# [DATA SUPPLIED]
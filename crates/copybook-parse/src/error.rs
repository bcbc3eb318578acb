//! Parse and configuration errors.

use copybook_record::{BindError, CoerceError};
use miette::Diagnostic;
use thiserror::Error;

/// Wiring problems between a layout and the registered entities.
///
/// Fatal at job start: the configuration is wrong, no line can fix it.
#[derive(Debug, Error, Diagnostic)]
pub enum ConfigError {
    /// Entity or property wiring rejected by the record layer.
    #[error(transparent)]
    Bind(BindError),
    /// A count-terminated group names no count field.
    #[error("occurs group '{group}' has no countFieldTarget")]
    MissingCountField {
        /// Group name.
        group: String,
    },
    /// The count field holds a value no item count can be read from.
    #[error("count field '{field}' holds {kind} value '{value}', expected an integer")]
    CountFieldType {
        /// The count field target path.
        field: String,
        /// Runtime kind of the offending value.
        kind: &'static str,
        /// The offending value.
        value: String,
    },
}

/// Errors from parsing one line.
///
/// [`ParseError::Config`] is fatal; every other variant indicts the
/// line, carrying the field name and raw text so the caller can log
/// and skip. A failure mid-line discards the partially built entity.
#[derive(Debug, Error, Diagnostic)]
pub enum ParseError {
    /// The field is present but malformed for its declared type.
    #[error("field '{field}': invalid {kind} value '{raw}'")]
    InvalidField {
        /// Field diagnostic name.
        field: String,
        /// The field type that rejected the value.
        kind: &'static str,
        /// The offending raw text.
        raw: String,
    },
    /// The parsed value would not coerce onto the target property.
    #[error("field '{field}': {source}")]
    Coerce {
        /// Field diagnostic name.
        field: String,
        /// Underlying conversion failure.
        #[source]
        source: CoerceError,
    },
    /// Fatal configuration error.
    #[error(transparent)]
    Config(#[from] ConfigError),
}

impl ParseError {
    /// Whether the error indicts the configuration rather than the line.
    pub fn is_config(&self) -> bool {
        matches!(self, Self::Config(_))
    }

    /// Route a bind failure: coercion failures indict the line, every
    /// other bind failure is configuration.
    pub(crate) fn from_bind(field: &str, err: BindError) -> Self {
        match err {
            BindError::Coerce(source) => Self::Coerce {
                field: field.to_string(),
                source,
            },
            other => Self::Config(ConfigError::Bind(other)),
        }
    }
}

impl From<BindError> for ConfigError {
    fn from(err: BindError) -> Self {
        Self::Bind(err)
    }
}
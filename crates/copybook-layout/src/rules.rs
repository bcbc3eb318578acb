//! Default parsing rules applied when a field does not override them.
//!
//! Every rule here can be overridden per field through the field's
//! free-form `options` map; the rule records hold the file-wide
//! defaults. Defaults lean toward mainframe-feed convention: overpunch
//! signs are honored, all-zero numerics mean zero, all-space fields mean
//! absent, strings are trimmed on the right.

use std::collections::BTreeMap;

use serde::{Deserialize, Serialize};

use crate::codes::code_enum;

code_enum! {
    /// Which side of a string field to strip spaces from.
    TrimMode {
        /// Strip leading spaces.
        Left => "left",
        /// Strip trailing spaces.
        Right => "right",
        /// Strip both sides.
        Both => "both",
        /// Leave the value as sliced.
        None => "none",
    }
}

impl TrimMode {
    /// Parse an override code; unrecognized codes fall back to `Both`.
    pub fn parse_lenient(code: &str) -> Self {
        Self::parse(code).unwrap_or(Self::Both)
    }
}

code_enum! {
    /// Case normalization applied after trimming.
    CaseMode {
        /// Uppercase the value.
        Upper => "upper",
        /// Lowercase the value.
        Lower => "lower",
        /// Leave the case alone.
        None => "none",
    }
}

impl CaseMode {
    /// Parse an override code; unrecognized codes fall back to `None`.
    pub fn parse_lenient(code: &str) -> Self {
        Self::parse(code).unwrap_or(Self::None)
    }
}

code_enum! {
    /// What an all-zeros numeric or integer field means.
    AllZerosBehavior {
        /// The field is absent.
        Null => "null",
        /// The field is a literal zero.
        Zero => "zero",
    }
}

code_enum! {
    /// What an all-spaces string field produces.
    StringBlankBehavior {
        /// The field is absent.
        Null => "null",
        /// An empty string.
        Empty => "empty",
        /// The original space-padded slice.
        Keep => "keep",
    }
}

code_enum! {
    /// What an all-spaces boolean field produces.
    BooleanBlankBehavior {
        /// The field is absent.
        Null => "null",
        /// Boolean false.
        False => "false",
        /// Boolean true.
        True => "true",
    }
}

/// Rules for `date` fields.
#[derive(Debug, Clone, Serialize, Deserialize)]
#[serde(rename_all = "camelCase", default)]
pub struct DateRules {
    /// Ordered strftime patterns tried for exact parsing.
    pub formats: Vec<String>,
    /// Whether an all-zeros field (e.g. `00000000`) is absent.
    pub treat_all_zeros_as_null: bool,
    /// Whether an all-spaces field is absent.
    pub treat_all_spaces_as_null: bool,
}

impl Default for DateRules {
    fn default() -> Self {
        Self {
            formats: vec!["%Y%m%d".to_string()],
            treat_all_zeros_as_null: true,
            treat_all_spaces_as_null: true,
        }
    }
}

/// Rules for `numeric` (decimal) fields.
#[derive(Debug, Clone, Serialize, Deserialize)]
#[serde(rename_all = "camelCase", default)]
pub struct NumericRules {
    /// Whether a trailing signed-zone character carries digit and sign.
    pub allow_overpunch: bool,
    /// Whether an all-spaces field is absent.
    pub treat_all_spaces_as_null: bool,
    /// What an all-zeros field means.
    pub all_zeros_behavior: AllZerosBehavior,
    /// Implied decimal places when the field carries no explicit point.
    pub default_implied_decimal_places: u32,
}

impl Default for NumericRules {
    fn default() -> Self {
        Self {
            allow_overpunch: true,
            treat_all_spaces_as_null: true,
            all_zeros_behavior: AllZerosBehavior::Zero,
            default_implied_decimal_places: 0,
        }
    }
}

/// Rules for `integer` fields.
#[derive(Debug, Clone, Serialize, Deserialize)]
#[serde(rename_all = "camelCase", default)]
pub struct IntegerRules {
    /// Whether an all-spaces field is absent.
    pub treat_all_spaces_as_null: bool,
    /// What an all-zeros field means.
    pub all_zeros_behavior: AllZerosBehavior,
}

impl Default for IntegerRules {
    fn default() -> Self {
        Self {
            treat_all_spaces_as_null: true,
            all_zeros_behavior: AllZerosBehavior::Zero,
        }
    }
}

/// Rules for `string` fields.
#[derive(Debug, Clone, Serialize, Deserialize)]
#[serde(rename_all = "camelCase", default)]
pub struct StringRules {
    /// Default trim applied to sliced values.
    pub default_trim: TrimMode,
    /// What an all-spaces field produces.
    pub all_spaces_behavior: StringBlankBehavior,
    /// Case normalization applied after trimming.
    pub case_normalization: CaseMode,
    /// Literal substring replacements applied after trim and case.
    pub replacements: BTreeMap<String, String>,
}

impl Default for StringRules {
    fn default() -> Self {
        Self {
            default_trim: TrimMode::Right,
            all_spaces_behavior: StringBlankBehavior::Null,
            case_normalization: CaseMode::None,
            replacements: BTreeMap::new(),
        }
    }
}

/// Rules for `boolean` fields.
#[derive(Debug, Clone, Serialize, Deserialize)]
#[serde(rename_all = "camelCase", default)]
pub struct BooleanRules {
    /// Literals recognized as true, compared case-insensitively.
    pub true_values: Vec<String>,
    /// Literals recognized as false, compared case-insensitively.
    pub false_values: Vec<String>,
    /// Whether any non-blank content short-circuits to true.
    pub any_non_blank_is_true: bool,
    /// What an all-spaces field produces.
    pub all_spaces_behavior: BooleanBlankBehavior,
}

impl Default for BooleanRules {
    fn default() -> Self {
        Self {
            true_values: ["Y", "T", "1", "YES", "TRUE"]
                .into_iter()
                .map(String::from)
                .collect(),
            false_values: ["N", "F", "0", "NO", "FALSE"]
                .into_iter()
                .map(String::from)
                .collect(),
            any_non_blank_is_true: false,
            all_spaces_behavior: BooleanBlankBehavior::Null,
        }
    }
}

/// File-wide parsing defaults, one record per field type.
#[derive(Debug, Clone, Default, Serialize, Deserialize)]
#[serde(rename_all = "camelCase", default)]
pub struct ParsingRules {
    /// Defaults for `date` fields.
    pub date: DateRules,
    /// Defaults for `numeric` fields.
    pub numeric: NumericRules,
    /// Defaults for `integer` fields.
    pub integer: IntegerRules,
    /// Defaults for `string` fields.
    pub string: StringRules,
    /// Defaults for `boolean` fields.
    pub boolean: BooleanRules,
}

#[cfg(test)]
mod tests {
    use super::*;

    #[test]
    fn test_trim_mode_codes() {
        assert_eq!(TrimMode::parse("RIGHT"), Some(TrimMode::Right));
        assert_eq!(TrimMode::parse("left"), Some(TrimMode::Left));
        assert_eq!(TrimMode::parse("sideways"), None);
        assert_eq!(TrimMode::parse_lenient("sideways"), TrimMode::Both);
        assert_eq!(TrimMode::Right.code(), "right");
    }

    #[test]
    fn test_case_mode_lenient_default() {
        assert_eq!(CaseMode::parse_lenient("upper"), CaseMode::Upper);
        assert_eq!(CaseMode::parse_lenient("mixed"), CaseMode::None);
    }

    #[test]
    fn test_rules_defaults() {
        let rules = ParsingRules::default();
        assert_eq!(rules.date.formats, vec!["%Y%m%d"]);
        assert!(rules.numeric.allow_overpunch);
        assert_eq!(rules.numeric.all_zeros_behavior, AllZerosBehavior::Zero);
        assert_eq!(rules.string.default_trim, TrimMode::Right);
        assert!(rules.boolean.true_values.contains(&"Y".to_string()));
    }

    #[test]
    fn test_rules_yaml_overrides() {
        let yaml = r#"
numeric:
  allowOverpunch: false
  allZerosBehavior: "null"
string:
  defaultTrim: both
  replacements:
    "*": ""
"#;
        let rules: ParsingRules = serde_yaml::from_str(yaml).unwrap();
        assert!(!rules.numeric.allow_overpunch);
        assert_eq!(rules.numeric.all_zeros_behavior, AllZerosBehavior::Null);
        assert_eq!(rules.string.default_trim, TrimMode::Both);
        assert_eq!(rules.string.replacements.get("*").unwrap(), "");
        // untouched sections keep their defaults
        assert!(rules.date.treat_all_zeros_as_null);
    }

    #[test]
    fn test_unknown_code_is_rejected() {
        let yaml = "integer:\n  allZerosBehavior: maybe\n";
        assert!(serde_yaml::from_str::<ParsingRules>(yaml).is_err());
    }
}
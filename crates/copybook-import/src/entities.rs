//! The registered destination entities.
//!
//! Import metadata columns (`ImportBatchId`, `ImportedAtUtc`,
//! `SourceSystem`) are populated by layouts through `constant` and
//! `now` value sources; the parser itself never requires them.

use chrono::{DateTime, NaiveDate, Utc};
use copybook_record::{record, RecordRegistry};
use rust_decimal::Decimal;

record! {
    /// Policy master record, one per line (single mode).
    pub struct Policy("Policy") {
        "PolicyNumber" => policy_number: Option<String>,
        "HolderName" => holder_name: Option<String>,
        "EffectiveDate" => effective_date: Option<NaiveDate>,
        "ExpirationDate" => expiration_date: Option<NaiveDate>,
        "AnnualPremium" => annual_premium: Option<Decimal>,
        "Active" => active: Option<bool>,
        "SourceSystem" => source_system: Option<String>,
        "ImportBatchId" => import_batch_id: Option<String>,
        "ImportedAtUtc" => imported_at_utc: Option<DateTime<Utc>>,
    }
}

record! {
    /// One service line of a claim.
    pub struct ClaimLine("ClaimLine") {
        "LineNumber" => line_number: Option<i64>,
        "ProcedureCode" => procedure_code: Option<String>,
        "ServiceDate" => service_date: Option<NaiveDate>,
        "ChargeAmount" => charge_amount: Option<Decimal>,
        "Units" => units: Option<i64>,
    }
}

record! {
    /// Claim header with its repeating service lines (graph mode).
    pub struct Claim("Claim") {
        "ClaimNumber" => claim_number: Option<String>,
        "PolicyNumber" => policy_number: Option<String>,
        "ReceivedDate" => received_date: Option<NaiveDate>,
        "LineCount" => line_count: Option<i64>,
        "TotalCharge" => total_charge: Option<Decimal>,
        "SourceSystem" => source_system: Option<String>,
        "ImportBatchId" => import_batch_id: Option<String>,
        "ImportedAtUtc" => imported_at_utc: Option<DateTime<Utc>>,
        @collections {
            "Lines" => lines: Vec<ClaimLine> => "ClaimLine",
        }
    }
}

/// Registry holding every importable entity.
pub fn default_registry() -> RecordRegistry {
    let mut registry = RecordRegistry::new();
    registry.register::<Policy>();
    registry.register::<Claim>();
    registry.register::<ClaimLine>();
    registry
}

#[cfg(test)]
mod tests {
    use super::*;

    #[test]
    fn test_registry_resolves_all_entities() {
        let registry = default_registry();
        for name in ["Policy", "Claim", "ClaimLine"] {
            assert!(registry.contains(name), "missing {name}");
        }
    }

    #[test]
    fn test_claim_collection_wiring() {
        use copybook_record::Record;
        let descriptor = Claim::record_descriptor();
        let lines = descriptor.collection("Lines").unwrap();
        assert_eq!(lines.child, "ClaimLine");
    }
}
//! The `record!` declaration macro.
//!
//! One invocation declares the plain struct, its `Default`
//! construction, the [`Record`](crate::Record) impl, and the static
//! descriptor table in a single definition list, so a property exists
//! in exactly one place.
//!
//! # Example
//!
//! ```
//! use copybook_record::record;
//!
//! record! {
//!     /// One claim service line.
//!     pub struct ClaimLine("ClaimLine") {
//!         "LineNumber" => line_number: Option<i64>,
//!         "ProcedureCode" => procedure_code: Option<String>,
//!     }
//! }
//!
//! record! {
//!     /// A claim header with its service lines.
//!     pub struct Claim("Claim") {
//!         "ClaimNumber" => claim_number: Option<String>,
//!         "LineCount" => line_count: Option<i64>,
//!         @collections {
//!             "Lines" => lines: Vec<ClaimLine> => "ClaimLine",
//!         }
//!     }
//! }
//! ```

/// Declare a destination record type and its descriptor.
///
/// Scalar properties map a layout-facing name to a struct field whose
/// type implements [`FromValue`](crate::FromValue) and
/// [`ToValue`](crate::ToValue). An optional `@nested` block declares
/// record-typed properties reachable as non-terminal path segments, and
/// an optional `@collections` block declares child collections together
/// with the registry name of their element entity.
#[macro_export]
macro_rules! record {
    (
        $(#[$meta:meta])*
        $vis:vis struct $name:ident ($ename:literal) {
            $( $(#[$fmeta:meta])* $pname:literal => $field:ident : $fty:ty , )*
            $( @nested {
                $( $(#[$nmeta:meta])* $nname:literal => $nfield:ident : $nty:ty , )*
            } )?
            $( @collections {
                $( $(#[$cmeta:meta])* $cname:literal => $cfield:ident : Vec<$cty:ty> => $centity:literal , )*
            } )?
        }
    ) => {
        $(#[$meta])*
        #[derive(Debug, Clone, Default)]
        $vis struct $name {
            $( $(#[$fmeta])* pub $field: $fty, )*
            $( $( $(#[$nmeta])* pub $nfield: $nty, )* )?
            $( $( $(#[$cmeta])* pub $cfield: Vec<$cty>, )* )?
        }

        impl $crate::Record for $name {
            fn record_descriptor() -> &'static $crate::RecordDescriptor {
                static DESCRIPTOR: ::std::sync::OnceLock<$crate::RecordDescriptor> =
                    ::std::sync::OnceLock::new();
                DESCRIPTOR.get_or_init(|| $crate::RecordDescriptor {
                    name: $ename,
                    properties: vec![
                        $(
                            $crate::PropertyDef {
                                name: $pname,
                                set: |any, value| {
                                    let rec = any
                                        .downcast_mut::<$name>()
                                        .ok_or($crate::BindError::InstanceMismatch {
                                            entity: $ename,
                                        })?;
                                    rec.$field = $crate::FromValue::from_value(value)?;
                                    Ok(())
                                },
                                get: |any| {
                                    any.downcast_ref::<$name>()
                                        .map(|rec| $crate::ToValue::to_value(&rec.$field))
                                        .unwrap_or($crate::Value::Null)
                                },
                                nested: None,
                            },
                        )*
                        $( $(
                            $crate::PropertyDef {
                                name: $nname,
                                set: |_any, _value| {
                                    Err($crate::BindError::RecordProperty {
                                        entity: $ename,
                                        property: $nname,
                                    })
                                },
                                get: |_any| $crate::Value::Null,
                                nested: Some($crate::NestedDef {
                                    descriptor: <$nty as $crate::Record>::record_descriptor,
                                    borrow: |any| {
                                        any.downcast_ref::<$name>()
                                            .map(|rec| &rec.$nfield as &dyn ::std::any::Any)
                                            .ok_or($crate::BindError::InstanceMismatch {
                                                entity: $ename,
                                            })
                                    },
                                    borrow_mut: |any| {
                                        any.downcast_mut::<$name>()
                                            .map(|rec| {
                                                &mut rec.$nfield as &mut dyn ::std::any::Any
                                            })
                                            .ok_or($crate::BindError::InstanceMismatch {
                                                entity: $ename,
                                            })
                                    },
                                }),
                            },
                        )* )?
                    ],
                    collections: vec![
                        $( $(
                            $crate::CollectionDef {
                                name: $cname,
                                child: $centity,
                                push: |any, child| {
                                    let parent = any
                                        .downcast_mut::<$name>()
                                        .ok_or($crate::BindError::InstanceMismatch {
                                            entity: $ename,
                                        })?;
                                    let got =
                                        $crate::Record::descriptor(child.as_ref()).name.to_string();
                                    let child = $crate::Record::into_any(child)
                                        .downcast::<$cty>()
                                        .map_err(|_| $crate::BindError::ChildMismatch {
                                            collection: $cname,
                                            expected: $centity,
                                            got,
                                        })?;
                                    parent.$cfield.push(*child);
                                    Ok(())
                                },
                            },
                        )* )?
                    ],
                })
            }

            fn descriptor(&self) -> &'static $crate::RecordDescriptor {
                <Self as $crate::Record>::record_descriptor()
            }

            fn as_any(&self) -> &dyn ::std::any::Any {
                self
            }

            fn as_any_mut(&mut self) -> &mut dyn ::std::any::Any {
                self
            }

            fn into_any(self: Box<Self>) -> Box<dyn ::std::any::Any> {
                self
            }

            fn to_json(&self) -> $crate::serde_json::Value {
                let mut map = $crate::serde_json::Map::new();
                $(
                    map.insert(
                        $pname.to_string(),
                        $crate::ToValue::to_value(&self.$field).to_json(),
                    );
                )*
                $( $(
                    map.insert($nname.to_string(), $crate::Record::to_json(&self.$nfield));
                )* )?
                $( $(
                    map.insert(
                        $cname.to_string(),
                        $crate::serde_json::Value::Array(
                            self.$cfield.iter().map($crate::Record::to_json).collect(),
                        ),
                    );
                )* )?
                $crate::serde_json::Value::Object(map)
            }
        }
    };
}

# [DESCRIPTION OF THE TASK]
Filter the data, keeping only the lines that contain "carries".

# [FINISHED EXERCISE]
    /// Whether a trailing signed-zone character carries digit and sign.
    /// Implied decimal places when the field carries no explicit point.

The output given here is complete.